§ **Data**:
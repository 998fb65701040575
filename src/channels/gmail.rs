//! Gmail item source — fetches unread messages over the Gmail REST API.
//!
//! Uses a pre-issued bearer token; token acquisition and refresh happen
//! outside this process. Messages are fetched in raw RFC 822 form and
//! decoded with mail-parser, so the classifier always sees plain text.

use std::sync::OnceLock;
use std::time::Duration;

use async_trait::async_trait;
use base64::Engine;
use base64::engine::general_purpose::{URL_SAFE, URL_SAFE_NO_PAD};
use chrono::{DateTime, Utc};
use regex::Regex;
use secrecy::ExposeSecret;
use serde::Deserialize;

use crate::channels::{Item, ItemRef, ItemSource};
use crate::config::GmailConfig;
use crate::error::SourceError;

const GMAIL_API_BASE: &str = "https://gmail.googleapis.com/gmail/v1";

/// Request timeout for Gmail API calls.
const GMAIL_TIMEOUT: Duration = Duration::from_secs(30);

/// Gmail REST source.
pub struct GmailSource {
    client: reqwest::Client,
    config: GmailConfig,
    base_url: String,
}

#[derive(Deserialize)]
struct ListResponse {
    #[serde(default)]
    messages: Vec<MessageId>,
}

#[derive(Deserialize)]
struct MessageId {
    id: String,
}

#[derive(Deserialize)]
struct RawMessage {
    id: String,
    raw: String,
    #[serde(rename = "internalDate")]
    internal_date: Option<String>,
}

impl GmailSource {
    pub fn new(config: GmailConfig) -> Self {
        Self {
            client: reqwest::Client::new(),
            config,
            base_url: GMAIL_API_BASE.to_string(),
        }
    }

    fn url(&self, path: &str) -> String {
        format!("{}/users/{}/{path}", self.base_url, self.config.user)
    }

    async fn get_json<T: serde::de::DeserializeOwned>(
        &self,
        url: &str,
    ) -> Result<T, SourceError> {
        let resp = self
            .client
            .get(url)
            .bearer_auth(self.config.access_token.expose_secret())
            .timeout(GMAIL_TIMEOUT)
            .send()
            .await
            .map_err(|e| {
                if e.is_timeout() {
                    SourceError::Timeout {
                        timeout: GMAIL_TIMEOUT,
                    }
                } else {
                    SourceError::Transport(e.to_string())
                }
            })?;

        let status = resp.status();
        if !status.is_success() {
            let body = resp.text().await.unwrap_or_default();
            return Err(SourceError::Api {
                status: status.as_u16(),
                body,
            });
        }

        resp.json().await.map_err(|e| SourceError::Transport(e.to_string()))
    }
}

#[async_trait]
impl ItemSource for GmailSource {
    fn name(&self) -> &str {
        "gmail"
    }

    async fn list_unprocessed(&self, max: usize) -> Result<Vec<ItemRef>, SourceError> {
        let url = format!(
            "{}?maxResults={max}&q=is:unread",
            self.url("messages")
        );
        let list: ListResponse = self.get_json(&url).await?;
        Ok(list
            .messages
            .into_iter()
            .map(|m| ItemRef { id: m.id })
            .collect())
    }

    async fn get(&self, id: &str) -> Result<Item, SourceError> {
        let url = format!("{}?format=raw", self.url(&format!("messages/{id}")));
        let message: RawMessage = self.get_json(&url).await?;
        parse_raw_message(&message.id, &message.raw, message.internal_date.as_deref())
    }
}

/// Decode a base64url-encoded RFC 822 message into an `Item`.
fn parse_raw_message(
    id: &str,
    raw_b64: &str,
    internal_date_ms: Option<&str>,
) -> Result<Item, SourceError> {
    let bytes = decode_base64url(raw_b64).map_err(|reason| SourceError::Decode {
        id: id.to_string(),
        reason,
    })?;

    let parsed = mail_parser::MessageParser::default()
        .parse(&bytes)
        .ok_or_else(|| SourceError::Decode {
            id: id.to_string(),
            reason: "unparseable RFC 822 message".into(),
        })?;

    let raw_text = String::from_utf8_lossy(&bytes);
    let sender = extract_sender(&parsed, &raw_text);
    let subject = parsed.subject().map(str::to_string);
    let body = parsed
        .body_text(0)
        .map(|t| t.to_string())
        .unwrap_or_default();

    let received_at = internal_date_ms
        .and_then(|ms| ms.parse::<i64>().ok())
        .and_then(DateTime::<Utc>::from_timestamp_millis)
        .unwrap_or_else(Utc::now);

    Ok(Item {
        id: id.to_string(),
        sender,
        subject,
        body,
        permalink: Some(format!(
            "https://mail.google.com/mail/u/0/#inbox/{id}"
        )),
        received_at,
    })
}

/// Gmail emits URL-safe base64, with or without padding.
fn decode_base64url(raw: &str) -> Result<Vec<u8>, String> {
    URL_SAFE
        .decode(raw)
        .or_else(|_| URL_SAFE_NO_PAD.decode(raw))
        .map_err(|e| format!("base64 decode failed: {e}"))
}

/// Extract the sender address from a parsed message, falling back to a
/// regex over the raw From header line for nonstandard formats.
fn extract_sender(parsed: &mail_parser::Message, raw_text: &str) -> Option<String> {
    if let Some(address) = parsed
        .from()
        .and_then(|addr| addr.first())
        .and_then(|a| a.address())
    {
        return Some(address.to_string());
    }

    static FROM_LINE: OnceLock<Regex> = OnceLock::new();
    let re = FROM_LINE.get_or_init(|| {
        Regex::new(r"(?mi)^From:(?:.*<([^<>\s]+@[^<>\s]+)>|.*?([^\s<>]+@[^\s<>]+))").unwrap()
    });

    re.captures(raw_text)
        .and_then(|c| c.get(1).or_else(|| c.get(2)))
        .map(|m| m.as_str().to_string())
}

§ **What you will do**: Scan the records for the word "bytes" and copy every line where it is found.

§ **Result of this exercise**:
    let bytes = decode_base64url(raw_b64).map_err(|reason| SourceError::Decode {
        .parse(&bytes)
    let raw_text = String::from_utf8_lossy(&bytes);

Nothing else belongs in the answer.